- Work instruction -
Could you reproduce, word for word, everything below from the line containing "let contents = std::fs::read_to_string(path)?;" down to the line containing "use crate::grid::Tile;", with both of those lines included and no others?

- Input data -

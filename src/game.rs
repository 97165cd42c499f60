use std::fmt;

use crate::grid::{Grid, GridError, Tile};
use crate::moves::{self, Move};
use crate::spawn::{self, Spawned, TileSource};
use crate::status;

/// Grid plus the tile value that wins the game.
#[derive(Debug, Clone, PartialEq, Eq)]
pub struct Game {
    grid: Grid,
    target: Tile,
}

impl Game {
    /// An empty `size` x `size` game won by reaching `target`.
    ///
    /// ```
    /// use tile_merge::game::Game;
    /// let game = Game::new(4, 2048).unwrap();
    /// assert_eq!(game.grid().count_free(), 16);
    /// assert!(Game::new(4, 1000).is_err());
    /// ```
    pub fn new(size: usize, target: Tile) -> Result<Self, GridError> {
        Game::from_grid(Grid::new(size)?, target)
    }

    pub fn from_grid(grid: Grid, target: Tile) -> Result<Self, GridError> {
        if target < 2 || !target.is_power_of_two() {
            return Err(GridError::InvalidTarget(target));
        }
        Ok(Game { grid, target })
    }

    #[inline]
    pub fn grid(&self) -> &Grid { &self.grid }

    #[inline]
    pub fn size(&self) -> usize { self.grid.size() }

    #[inline]
    pub fn target(&self) -> Tile { self.target }

    /// Slide/merge tiles toward `dir` without spawning. Returns true if anything moved.
    #[inline]
    pub fn shift(&mut self, dir: Move) -> bool {
        moves::apply(&mut self.grid, dir)
    }

    /// Place a random tile on a free cell, if any.
    #[inline]
    pub fn spawn<S: TileSource + ?Sized>(&mut self, source: &mut S) -> Option<Spawned> {
        spawn::spawn(&mut self.grid, source)
    }

    /// Shift, then spawn a tile only if the shift changed the grid.
    ///
    /// ```
    /// use tile_merge::game::Game;
    /// use tile_merge::grid::Grid;
    /// use tile_merge::moves::Move;
    /// use rand::{rngs::StdRng, SeedableRng};
    /// let mut rng = StdRng::seed_from_u64(1);
    /// let mut game = Game::from_grid(Grid::from_rows(&[[2, 0], [0, 0]]).unwrap(), 2048).unwrap();
    /// assert!(!game.make_move(Move::Left, &mut rng));
    /// assert_eq!(game.grid().count_free(), 3);
    /// assert!(game.make_move(Move::Right, &mut rng));
    /// assert_eq!(game.grid().count_free(), 2);
    /// ```
    pub fn make_move<S: TileSource + ?Sized>(&mut self, dir: Move, source: &mut S) -> bool {
        let moved = self.shift(dir);
        if moved {
            self.spawn(source);
        }
        moved
    }

    #[inline]
    pub fn is_victory(&self) -> bool { status::is_victory(&self.grid, self.target) }

    #[inline]
    pub fn is_defeat(&self) -> bool { status::is_defeat(&self.grid) }

    #[inline]
    pub fn is_game_over(&self) -> bool { status::is_game_over(&self.grid, self.target) }
}

impl fmt::Display for Game {
    fn fmt(&self, f: &mut fmt::Formatter<'_>) -> fmt::Result {
        fmt::Display::fmt(&self.grid, f)
    }
}

#[cfg(test)]
mod tests {
    use super::*;
    use crate::spawn::tests::Scripted;
    use rand::{rngs::StdRng, SeedableRng};

    #[test]
    fn it_rejects_bad_targets() {
        assert_eq!(Game::new(4, 0), Err(GridError::InvalidTarget(0)));
        assert_eq!(Game::new(4, 1), Err(GridError::InvalidTarget(1)));
        assert_eq!(Game::new(4, 100), Err(GridError::InvalidTarget(100)));
        assert_eq!(Game::new(0, 2048), Err(GridError::InvalidSize));
        assert!(Game::new(3, 256).is_ok());
    }

    #[test]
    fn it_spawns_only_after_a_real_move() {
        let grid = Grid::from_rows(&[[2, 4, 8, 16], [0, 0, 0, 0], [0, 0, 0, 0], [0, 0, 0, 0]]).unwrap();
        let mut game = Game::from_grid(grid, 2048).unwrap();
        let before = game.clone();
        let mut src = Scripted::new(&[0], &[false]);
        assert!(!game.make_move(Move::Left, &mut src));
        assert_eq!(game, before);

        assert!(game.make_move(Move::Down, &mut src));
        // Tiles land on the bottom row; the first free cell is (0, 0)
        assert_eq!(game.grid().get(0, 0), Ok(2));
        assert_eq!(game.grid().get(3, 3), Ok(16));
        assert_eq!(game.grid().count_free(), 11);
    }

    #[test]
    fn it_keeps_free_count_in_sync() {
        let mut rng = StdRng::seed_from_u64(2024);
        let mut game = Game::new(4, 2048).unwrap();
        game.spawn(&mut rng);
        game.spawn(&mut rng);
        for i in 0..500 {
            let dir = Move::ALL[i % 4];
            let sum = game.grid().tile_sum();
            let moved = game.shift(dir);
            assert_eq!(game.grid().tile_sum(), sum);
            if moved {
                let tile = game.spawn(&mut rng).unwrap();
                assert_eq!(game.grid().tile_sum(), sum + u64::from(tile.value));
            }
            assert_eq!(game.grid().count_free(), game.grid().recount_free());
            if game.is_game_over() {
                break;
            }
        }
    }

    #[test]
    fn it_wins_when_target_appears() {
        let grid = Grid::from_rows(&[[8, 8], [0, 0]]).unwrap();
        let mut game = Game::from_grid(grid, 16).unwrap();
        assert!(!game.is_victory());
        assert!(game.shift(Move::Left));
        assert!(game.is_victory());
        assert!(game.is_game_over());
    }
}
use std::io::{self, BufRead, Write};
use std::path::PathBuf;

use anyhow::Context;
use clap::Parser;
use env_logger::Env;
use tile_merge::config::GameConfig;
use tile_merge::game::Game;
use tile_merge::grid::Tile;
use tile_merge::moves::Move;
use tile_merge::session::{Command, InputSource, Renderer, Session, SessionError, SessionState};

#[derive(Debug, Parser)]
#[command(name = "tile-merge", version, about = "Play the sliding-tile merge puzzle in a terminal")]
struct Args {
    /// TOML file with `size`, `target` and `seed`; flags below override it
    #[arg(long, value_name = "FILE")]
    config: Option<PathBuf>,

    /// Grid side length (default 4)
    #[arg(long)]
    size: Option<usize>,

    /// Tile value that wins the game (default 2048)
    #[arg(long)]
    target: Option<Tile>,

    /// Seed for tile spawns (random when omitted)
    #[arg(long)]
    seed: Option<u64>,
}

impl Args {
    fn resolve(&self) -> anyhow::Result<GameConfig> {
        let mut cfg = match &self.config {
            Some(path) => GameConfig::from_toml(path)
                .with_context(|| format!("failed to load config {}", path.display()))?,
            None => GameConfig::default(),
        };
        if let Some(size) = self.size { cfg.size = size; }
        if let Some(target) = self.target { cfg.target = target; }
        if self.seed.is_some() { cfg.seed = self.seed; }
        cfg.validate()?;
        Ok(cfg)
    }
}

/// Reads one command per line; unknown input is ignored and read again.
struct LineInput<R> {
    reader: R,
}

impl<R: BufRead> InputSource for LineInput<R> {
    fn next_command(&mut self) -> Result<Command, SessionError> {
        let mut line = String::new();
        loop {
            line.clear();
            if self.reader.read_line(&mut line)? == 0 {
                return Ok(Command::Quit);
            }
            let key = line.trim();
            if key.eq_ignore_ascii_case("q") || key.eq_ignore_ascii_case("quit") {
                return Ok(Command::Quit);
            }
            if let Ok(dir) = key.parse::<Move>() {
                return Ok(Command::Move(dir));
            }
        }
    }
}

struct TextRenderer<W> {
    out: W,
}

impl<W: Write> Renderer for TextRenderer<W> {
    fn render(&mut self, game: &Game, state: SessionState) -> Result<(), SessionError> {
        writeln!(self.out, "\n{}", game)?;
        match state.outcome_message() {
            Some(msg) => writeln!(self.out, "{}", msg)?,
            None => write!(self.out, "[w/a/s/d or h/j/k/l, q to quit] > ")?,
        }
        self.out.flush()?;
        Ok(())
    }
}

fn main() -> anyhow::Result<()> {
    env_logger::Builder::from_env(Env::default().default_filter_or("warn")).init();
    let args = Args::parse();
    let cfg = args.resolve()?;

    let mut session = Session::from_config(&cfg)?;
    let stdin = io::stdin();
    let mut input = LineInput { reader: stdin.lock() };
    let mut renderer = TextRenderer { out: io::stdout() };
    session.run(&mut input, &mut renderer).context("game session failed")?;

    println!("Moves: {}, highest tile: {}", session.moves(), session.game().grid().highest_tile());
    Ok(())
}
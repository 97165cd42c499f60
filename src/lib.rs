//! tile-merge: rules engine for an n x n sliding-tile merge puzzle (2048-style)
//!
//! This crate provides:
//! - A square `Grid` of power-of-two tiles with a maintained free-slot count (`grid`)
//! - The single-line slide-and-merge pass shared by all four directions (`line`)
//! - Whole-grid moves (`moves`), random tile spawning (`spawn`) and win/loss checks (`status`)
//! - A `Game` aggregate tying those together, and a `Session` that drives one game
//!   against pluggable input and rendering
//!
//! Quick start:
//! ```
//! use tile_merge::game::Game;
//! use tile_merge::moves::Move;
//! use rand::{rngs::StdRng, SeedableRng};
//!
//! let mut rng = StdRng::seed_from_u64(42);
//! let mut game = Game::new(4, 2048).unwrap();
//! game.spawn(&mut rng);
//! game.spawn(&mut rng);
//! let sum = game.grid().tile_sum();
//! if game.shift(Move::Left) {
//!     game.spawn(&mut rng);
//! }
//! assert!(game.grid().tile_sum() >= sum);
//! assert_eq!(game.grid().count_free(), game.grid().recount_free());
//! ```
//!
//! Full loop with a scripted player
//! ```
//! use tile_merge::config::GameConfig;
//! use tile_merge::game::Game;
//! use tile_merge::moves::Move;
//! use tile_merge::session::{Command, InputSource, Renderer, Session, SessionError, SessionState};
//!
//! struct Cycle(usize);
//! impl InputSource for Cycle {
//!     fn next_command(&mut self) -> Result<Command, SessionError> {
//!         self.0 += 1;
//!         Ok(if self.0 > 200 { Command::Quit } else { Command::Move(Move::ALL[self.0 % 4]) })
//!     }
//! }
//!
//! struct Silent;
//! impl Renderer for Silent {
//!     fn render(&mut self, _: &Game, _: SessionState) -> Result<(), SessionError> { Ok(()) }
//! }
//!
//! let cfg = GameConfig { seed: Some(123), ..GameConfig::default() };
//! let mut session = Session::from_config(&cfg).unwrap();
//! let end = session.run(&mut Cycle(0), &mut Silent).unwrap();
//! assert!(end.is_terminal());
//! ```
//!
pub mod config;
pub mod game;
pub mod grid;
pub mod line;
pub mod moves;
pub mod session;
pub mod spawn;
pub mod status;
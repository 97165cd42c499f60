use std::path::Path;

use crate::game::Game;
use crate::grid::{GridError, Tile};

#[derive(thiserror::Error, Debug)]
pub enum ConfigError {
    #[error("io error: {0}")]
    Io(#[from] std::io::Error),
    #[error("invalid config file: {0}")]
    Parse(#[from] toml::de::Error),
    #[error(transparent)]
    Grid(#[from] GridError),
}

/// Session parameters, fixed for the lifetime of one game.
///
/// Every field is optional in TOML:
///
/// ```toml
/// size = 5
/// target = 4096
/// seed = 42
/// ```
#[derive(Clone, Debug, PartialEq, Eq, serde::Deserialize)]
pub struct GameConfig {
    #[serde(default = "defaults::size")]
    pub size: usize,
    #[serde(default = "defaults::target")]
    pub target: Tile,
    /// Seed for the tile spawner. `None` seeds from OS entropy.
    #[serde(default)]
    pub seed: Option<u64>,
}

impl Default for GameConfig {
    fn default() -> Self {
        Self { size: defaults::size(), target: defaults::target(), seed: None }
    }
}

impl GameConfig {
    pub fn from_toml<P: AsRef<Path>>(path: P) -> Result<Self, ConfigError> {
        let contents = std::fs::read_to_string(path)?;
        Self::from_toml_str(&contents)
    }

    pub fn from_toml_str(contents: &str) -> Result<Self, ConfigError> {
        let cfg: Self = toml::from_str(contents)?;
        cfg.validate()?;
        Ok(cfg)
    }

    /// Check that a game can be built from these parameters.
    pub fn validate(&self) -> Result<(), ConfigError> {
        if self.size == 0 {
            return Err(GridError::InvalidSize.into());
        }
        if self.target < 2 || !self.target.is_power_of_two() {
            return Err(GridError::InvalidTarget(self.target).into());
        }
        Ok(())
    }

    /// An empty game with these parameters.
    pub fn build_game(&self) -> Result<Game, ConfigError> {
        Ok(Game::new(self.size, self.target)?)
    }
}

mod defaults {
    use crate::grid::Tile;

    pub fn size() -> usize { 4 }
    pub fn target() -> Tile { 2048 }
}
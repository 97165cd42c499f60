use criterion::{criterion_group, criterion_main, BatchSize, Criterion};
use rand::{rngs::StdRng, SeedableRng};
use std::hint::black_box;
use tile_merge::game::Game;
use tile_merge::moves::Move;
use tile_merge::status;

fn corpus(size: usize) -> Vec<Game> {
    let mut rng = StdRng::seed_from_u64(42);
    let mut games = Vec::new();
    let mut g = Game::new(size, 2048).unwrap();
    games.push(g.clone());
    g.spawn(&mut rng);
    g.spawn(&mut rng);
    games.push(g.clone());
    // Derive a variety of densities deterministically
    for i in 0..40 {
        g.make_move(Move::ALL[i % 4], &mut rng);
        games.push(g.clone());
    }
    games
}

fn bench_shift(c: &mut Criterion) {
    for dir in Move::ALL {
        c.bench_function(&format!("shift/{dir}"), |bch| {
            let games = corpus(4);
            bch.iter_batched(
                || games.clone(),
                |mut games| {
                    let mut moved = 0u32;
                    for g in games.iter_mut() { moved += u32::from(g.shift(dir)); }
                    black_box(moved)
                },
                BatchSize::SmallInput,
            )
        });
    }
    c.bench_function("shift/left_8x8", |bch| {
        let games = corpus(8);
        bch.iter_batched(
            || games.clone(),
            |mut games| {
                for g in games.iter_mut() { g.shift(Move::Left); }
                black_box(games)
            },
            BatchSize::SmallInput,
        )
    });
}

fn bench_spawn(c: &mut Criterion) {
    c.bench_function("game/spawn_fill", |bch| {
        bch.iter_batched(
            || (Game::new(4, 2048).unwrap(), StdRng::seed_from_u64(7)),
            |(mut g, mut rng)| {
                for _ in 0..16 { g.spawn(&mut rng); }
                black_box(g)
            },
            BatchSize::SmallInput,
        )
    });
    c.bench_function("game/make_move_cycle", |bch| {
        bch.iter_batched(
            || {
                let mut rng = StdRng::seed_from_u64(9);
                let mut g = Game::new(4, 2048).unwrap();
                g.spawn(&mut rng);
                (g, rng)
            },
            |(mut g, mut rng)| {
                for i in 0..64 { g.make_move(Move::ALL[i % 4], &mut rng); }
                black_box(g)
            },
            BatchSize::SmallInput,
        )
    });
}

fn bench_status(c: &mut Criterion) {
    let games = corpus(4);
    c.bench_function("status/is_game_over", |bch| {
        bch.iter(|| {
            let mut over = 0u32;
            for g in &games { over += u32::from(status::is_game_over(g.grid(), g.target())); }
            black_box(over)
        })
    });
}

criterion_group!(engine_ops, bench_shift, bench_spawn, bench_status);
criterion_main!(engine_ops);
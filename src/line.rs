//! Single-line slide-and-merge.
//!
//! Every direction reduces to the same pass over a [`LineView`]: the view
//! orders one row or column so that index 0 is the edge tiles travel toward.

use log::trace;

use crate::grid::{merged_value, Grid, Pos};
use crate::moves::Move;

/// One row or column of the grid, ordered front to back for a direction.
#[derive(Debug, Clone, Copy, PartialEq, Eq)]
pub struct LineView {
    size: usize,
    index: usize,
    dir: Move,
}

impl LineView {
    /// The line `index` (a row for Left/Right, a column for Up/Down) of a
    /// `size` x `size` grid, ordered so that tiles slide toward position 0.
    ///
    /// ```
    /// use tile_merge::line::LineView;
    /// use tile_merge::moves::Move;
    /// let right = LineView::new(4, Move::Right, 1);
    /// assert_eq!(right.cells().collect::<Vec<_>>(), vec![(1, 3), (1, 2), (1, 1), (1, 0)]);
    /// let up = LineView::new(4, Move::Up, 2);
    /// assert_eq!(up.cell(0), (0, 2));
    /// ```
    pub fn new(size: usize, dir: Move, index: usize) -> Self {
        assert!(index < size, "line {index} outside a {size}x{size} grid");
        LineView { size, index, dir }
    }

    #[inline]
    pub(crate) fn len(&self) -> usize { self.size }

    /// Grid coordinate of the `i`-th cell from the front.
    #[inline]
    pub fn cell(&self, i: usize) -> Pos {
        debug_assert!(i < self.size);
        let far = self.size - 1 - i;
        match self.dir {
            Move::Left => (self.index, i),
            Move::Right => (self.index, far),
            Move::Up => (i, self.index),
            Move::Down => (far, self.index),
        }
    }

    pub fn cells(&self) -> impl Iterator<Item = Pos> + '_ {
        (0..self.size).map(move |i| self.cell(i))
    }
}

/// Slide and merge the tiles of `line` toward its front.
///
/// Tiles are first packed against the front in their original order. Then
/// each pair of equal neighbours is merged into the front cell and the rest
/// of the line closes the gap; a merged tile is not compared again, so no
/// tile merges twice in one pass. Each merge frees one slot on the grid.
/// Tiles already at [`MAX_TILE`](crate::grid::MAX_TILE) stay unmerged.
///
/// Returns true if any tile moved or merged.
pub fn slide_line(grid: &mut Grid, line: &LineView) -> bool {
    let len = line.len();
    let mut moved = false;

    let mut cursor = 0;
    for i in 0..len {
        let val = grid.at(line.cell(i));
        if val != 0 {
            if i != cursor {
                grid.put(line.cell(cursor), val);
                grid.put(line.cell(i), 0);
                moved = true;
            }
            cursor += 1;
        }
    }

    // Only the packed prefix can hold equal neighbours.
    for i in 0..cursor.saturating_sub(1) {
        let front = grid.at(line.cell(i));
        let next = grid.at(line.cell(i + 1));
        if let Some(merged) = merged_value(front, next) {
            grid.put(line.cell(i), merged);
            grid.release_slot();
            for j in i + 1..len - 1 {
                let behind = grid.at(line.cell(j + 1));
                grid.put(line.cell(j), behind);
            }
            grid.put(line.cell(len - 1), 0);
            moved = true;
        }
    }

    if moved {
        trace!("line {:?} changed", line);
    }
    moved
}
use secrecy::SecretString;
use serde::Deserialize;
use std::env;
use std::path::Path;
use tokio::fs;
use tracing::debug;

use crate::database::ConnectionConfig;
use crate::engines::mysql::DEFAULT_CONCURRENCY;
use crate::error::{ConfigError, Result};

/// Environment variable that overrides the configured password.
pub const PASSWORD_ENV: &str = "SCHEMA_SCAN_PASSWORD";

/// Supported configuration file formats.
#[derive(Deserialize, Debug, Clone, Copy, PartialEq, Eq)]
#[serde(rename_all = "lowercase")]
pub enum ConfigFormat {
    Toml,
    Yaml,
    Json,
}

impl ConfigFormat {
    /// Pick the format from a file extension.
    pub fn from_path(path: &Path) -> std::result::Result<Self, ConfigError> {
        match path.extension().and_then(|ext| ext.to_str()) {
            Some("toml") => Ok(ConfigFormat::Toml),
            Some("yaml") | Some("yml") => Ok(ConfigFormat::Yaml),
            Some("json") => Ok(ConfigFormat::Json),
            _ => Err(ConfigError::Invalid(format!(
                "unrecognised configuration file extension: {}",
                path.display()
            ))),
        }
    }
}

/// Everything needed to scan one database.
#[derive(Debug, Clone, Deserialize)]
pub struct SourceConfiguration {
    /// Engine tag, e.g. `mysql`. Checked by the factory, not at parse time.
    pub engine: String,

    /// Connection parameters
    pub connection: ConnectionConfig,

    /// Tables to leave out of the scan (exact, case-sensitive names)
    #[serde(default)]
    pub excludes: Vec<String>,

    /// Per-table fetches allowed in flight
    #[serde(default = "default_concurrency")]
    pub concurrency: usize,
}

fn default_concurrency() -> usize {
    DEFAULT_CONCURRENCY
}

impl SourceConfiguration {
    pub fn new(engine: impl Into<String>, connection: ConnectionConfig) -> Self {
        Self {
            engine: engine.into(),
            connection,
            excludes: Vec::new(),
            concurrency: DEFAULT_CONCURRENCY,
        }
    }

    pub fn with_excludes<I, S>(mut self, excludes: I) -> Self
    where
        I: IntoIterator<Item = S>,
        S: Into<String>,
    {
        self.excludes = excludes.into_iter().map(Into::into).collect();
        self
    }

    pub fn with_concurrency(mut self, concurrency: usize) -> Self {
        self.concurrency = concurrency;
        self
    }

    /// Load, resolve and validate a configuration file.
    ///
    /// The password comes from `SCHEMA_SCAN_PASSWORD` when set, then from the
    /// file, then from the variable named by `connection.password_env`.
    pub async fn from_file(path: impl AsRef<Path>) -> Result<Self> {
        let path = path.as_ref();
        let format = ConfigFormat::from_path(path)?;
        debug!(path = %path.display(), ?format, "Loading configuration");

        let content = fs::read_to_string(path).await?;
        let config = Self::parse(&content, format)?;
        let config = config.resolve_password(|key| env::var(key).ok())?;
        config.validate()?;
        Ok(config)
    }

    /// Parse configuration text without touching the environment.
    pub fn parse(content: &str, format: ConfigFormat) -> std::result::Result<Self, ConfigError> {
        match format {
            ConfigFormat::Toml => toml::from_str(content)
                .map_err(|e| ConfigError::Invalid(format!("TOML parse error: {}", e))),
            ConfigFormat::Yaml => serde_yaml::from_str(content)
                .map_err(|e| ConfigError::Invalid(format!("YAML parse error: {}", e))),
            ConfigFormat::Json => serde_json::from_str(content)
                .map_err(|e| ConfigError::Invalid(format!("JSON parse error: {}", e))),
        }
    }

    /// Fill in the password from the environment, read through `lookup`.
    pub fn resolve_password<F>(mut self, lookup: F) -> std::result::Result<Self, ConfigError>
    where
        F: Fn(&str) -> Option<String>,
    {
        if let Some(password) = lookup(PASSWORD_ENV) {
            self.connection.password = Some(SecretString::new(password));
            return Ok(self);
        }

        if self.connection.password.is_none() {
            if let Some(key) = &self.connection.password_env {
                let password =
                    lookup(key).ok_or_else(|| ConfigError::MissingEnvVar(key.clone()))?;
                self.connection.password = Some(SecretString::new(password));
            }
        }
        Ok(self)
    }

    pub fn validate(&self) -> std::result::Result<(), ConfigError> {
        if self.concurrency == 0 {
            return Err(ConfigError::Invalid(
                "concurrency must be at least 1".to_string(),
            ));
        }
        if self.connection.database.is_empty() {
            return Err(ConfigError::Invalid(
                "connection.database must not be empty".to_string(),
            ));
        }
        Ok(())
    }
}
//! Schema introspection for relational databases.
//!
//! A [`Source`] asks the [`Factory`](engines::Factory) for the scanner of its
//! configured engine, scans every base table into a normalized [`Item`],
//! and runs caller-supplied transformers over the result. Only MySQL has a
//! scanner today.

pub mod config;
pub mod database;
pub mod engines;
pub mod error;
mod logging;
pub mod source;


pub use config::{ConfigFormat, SourceConfiguration};
pub use database::{
    create_database_connection, ConnectionConfig, DatabaseConnection, DatabaseError,
    DatabaseResult, DatabaseRow, DatabaseType, PoolConfig,
};
pub use engines::{
    Column, ColumnNormalizer, Factory, Index, IndexType, Item, Items, PrimaryKey, Relation,
    RelationResolver, RelationType, Scanner, SemanticType, SubType, TableRef,
};
pub use error::{ConfigError, Error, Result};
pub use logging::init_logging;
pub use source::{Source, Transformer};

- Written response -
        let contents = std::fs::read_to_string(path)?;
        Self::from_toml_str(&contents)
    }

    pub fn from_toml_str(contents: &str) -> Result<Self, ConfigError> {
        let cfg: Self = toml::from_str(contents)?;
        cfg.validate()?;
        Ok(cfg)
    }

    /// Check that a game can be built from these parameters.
    pub fn validate(&self) -> Result<(), ConfigError> {
        if self.size == 0 {
            return Err(GridError::InvalidSize.into());
        }
        if self.target < 2 || !self.target.is_power_of_two() {
            return Err(GridError::InvalidTarget(self.target).into());
        }
        Ok(())
    }

    /// An empty game with these parameters.
    pub fn build_game(&self) -> Result<Game, ConfigError> {
        Ok(Game::new(self.size, self.target)?)
    }
}

mod defaults {
    use crate::grid::Tile;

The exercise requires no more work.